Tuesday, January 14, 2014

Forgiveness...The Parable of the Unmerciful Servant Part 1

One of my favorite topics covered in “Everything We Need: God's Path to Know Him Better” is the kingdom of heaven. It was also the hardest topic to write…by far. Words like struggled and wrestled don’t begin to describe the days spent writing the two chapters dedicated to the kingdom of heaven.

But you see, John the Baptist and Jesus Christ both began their preaching ministries with the same words, “Repent, for the kingdom of heaven is near” (Matthew 3:2 and Matthew 4:17, respectively). They both began that way…seems significant, doesn’t it?

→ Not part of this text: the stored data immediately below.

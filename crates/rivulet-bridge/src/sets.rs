//! Named source and sink sets

use indexmap::IndexMap;
use rivulet_core::{HostValue, Stream, Value};

/// Ordered mapping from name to host value.
///
/// Entries are expected to be streams, but any [`HostValue`] is accepted so
/// that a misconfigured entry can be reported and kept as-is.
#[derive(Debug, Clone, Default, PartialEq)]
pub struct StreamSet {
    entries: IndexMap<String, HostValue>,
}

impl StreamSet {
    /// Empty set.
    pub fn new() -> Self {
        Self::default()
    }

    /// Builder-style insert.
    pub fn with(mut self, name: impl Into<String>, value: impl Into<HostValue>) -> Self {
        self.insert(name, value);
        self
    }

    /// Insert or replace an entry, keeping the original position on replace.
    pub fn insert(&mut self, name: impl Into<String>, value: impl Into<HostValue>) -> Option<HostValue> {
        self.entries.insert(name.into(), value.into())
    }

    /// Entry by name.
    pub fn get(&self, name: &str) -> Option<&HostValue> {
        self.entries.get(name)
    }

    /// Stream entry by name. `None` for missing or non-stream entries.
    pub fn get_stream(&self, name: &str) -> Option<&Stream<Value>> {
        self.get(name).and_then(HostValue::as_stream)
    }

    /// Whether an entry exists.
    pub fn contains(&self, name: &str) -> bool {
        self.entries.contains_key(name)
    }

    /// Remove an entry, preserving the order of the others.
    pub fn remove(&mut self, name: &str) -> Option<HostValue> {
        self.entries.shift_remove(name)
    }

    /// Append entries of `other` whose names are not present yet.
    ///
    /// Returns the names that were present with a different value; those
    /// keep the entry already in `self`.
    pub fn absorb(&mut self, other: StreamSet) -> Vec<String> {
        let mut shadowed = Vec::new();
        for (name, value) in other.entries {
            match self.entries.get(&name) {
                Some(existing) if *existing != value => shadowed.push(name),
                Some(_) => {}
                None => {
                    self.entries.insert(name, value);
                }
            }
        }
        shadowed
    }

    /// Names in insertion order.
    pub fn names(&self) -> impl Iterator<Item = &str> {
        self.entries.keys().map(String::as_str)
    }

    /// Entries in insertion order.
    pub fn iter(&self) -> impl Iterator<Item = (&str, &HostValue)> {
        self.entries.iter().map(|(name, value)| (name.as_str(), value))
    }

    /// Number of entries.
    pub fn len(&self) -> usize {
        self.entries.len()
    }

    /// Whether the set is empty.
    pub fn is_empty(&self) -> bool {
        self.entries.is_empty()
    }
}

impl<K: Into<String>, V: Into<HostValue>> FromIterator<(K, V)> for StreamSet {
    fn from_iter<I: IntoIterator<Item = (K, V)>>(iter: I) -> Self {
        let mut set = StreamSet::new();
        for (name, value) in iter {
            set.insert(name, value);
        }
        set
    }
}

#[cfg(test)]
mod tests {
    use super::*;
    use serde_json::json;

    #[test]
    fn test_order_is_insertion_order() {
        let set = StreamSet::new()
            .with("b", Stream::of(json!(1)))
            .with("a", json!(2))
            .with("c", Stream::<Value>::new());
        assert_eq!(set.names().collect::<Vec<_>>(), vec!["b", "a", "c"]);
    }

    #[test]
    fn test_get_stream_skips_data() {
        let set = StreamSet::new().with("s", Stream::of(json!(1))).with("d", json!(1));
        assert!(set.get_stream("s").is_some());
        assert!(set.get_stream("d").is_none());
        assert!(set.contains("d"));
        assert!(set.get_stream("missing").is_none());
    }

    #[test]
    fn test_absorb_keeps_existing_entries() {
        let shared = Stream::of(json!(0));
        let mut returned = StreamSet::new().with("a", &shared).with("b", json!(1));
        let named = StreamSet::new()
            .with("a", &shared)
            .with("b", Stream::of(json!(2)))
            .with("c", Stream::of(json!(3)));

        let shadowed = returned.absorb(named);
        assert_eq!(shadowed, vec!["b".to_string()]);
        assert_eq!(returned.names().collect::<Vec<_>>(), vec!["a", "b", "c"]);
        assert_eq!(returned.get("b"), Some(&HostValue::from(json!(1))));
    }

    #[test]
    fn test_remove_keeps_order() {
        let mut set: StreamSet = [("x", json!(1)), ("y", json!(2)), ("z", json!(3))]
            .into_iter()
            .collect();
        assert!(set.remove("y").is_some());
        assert_eq!(set.names().collect::<Vec<_>>(), vec!["x", "z"]);
        assert_eq!(set.len(), 2);
    }
}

Jesus also said in Matthew 13:11 that “the knowledge of the secrets of the kingdom of heaven has been given to you, but not to them.” “Given to you” – His followers; “but not to them” – those who don’t follow Him. He gave the knowledge in parables in order to make this happen.

I’m His follower. I want to know Him better. I want to know His kingdom. Despite how hard it might have been, I struggled through the seven parables given in Matthew 13 and wrote about them in the book.

Those seven parables took a lot of book space – two whole chapters. The problem was that five more parables are scattered throughout the remaining pages of Matthew. Did I dare dedicate a third chapter to this already extensive section? I decided no, that would be too much. It would outweigh the scope of the book.

Those five remaining parables have been nagging at me though. Now that the book is done and available to you, I find myself going back to them. What treasures of truth hide in their words? I want to KNOW. So for the next five weeks, that’s where we’re going to go.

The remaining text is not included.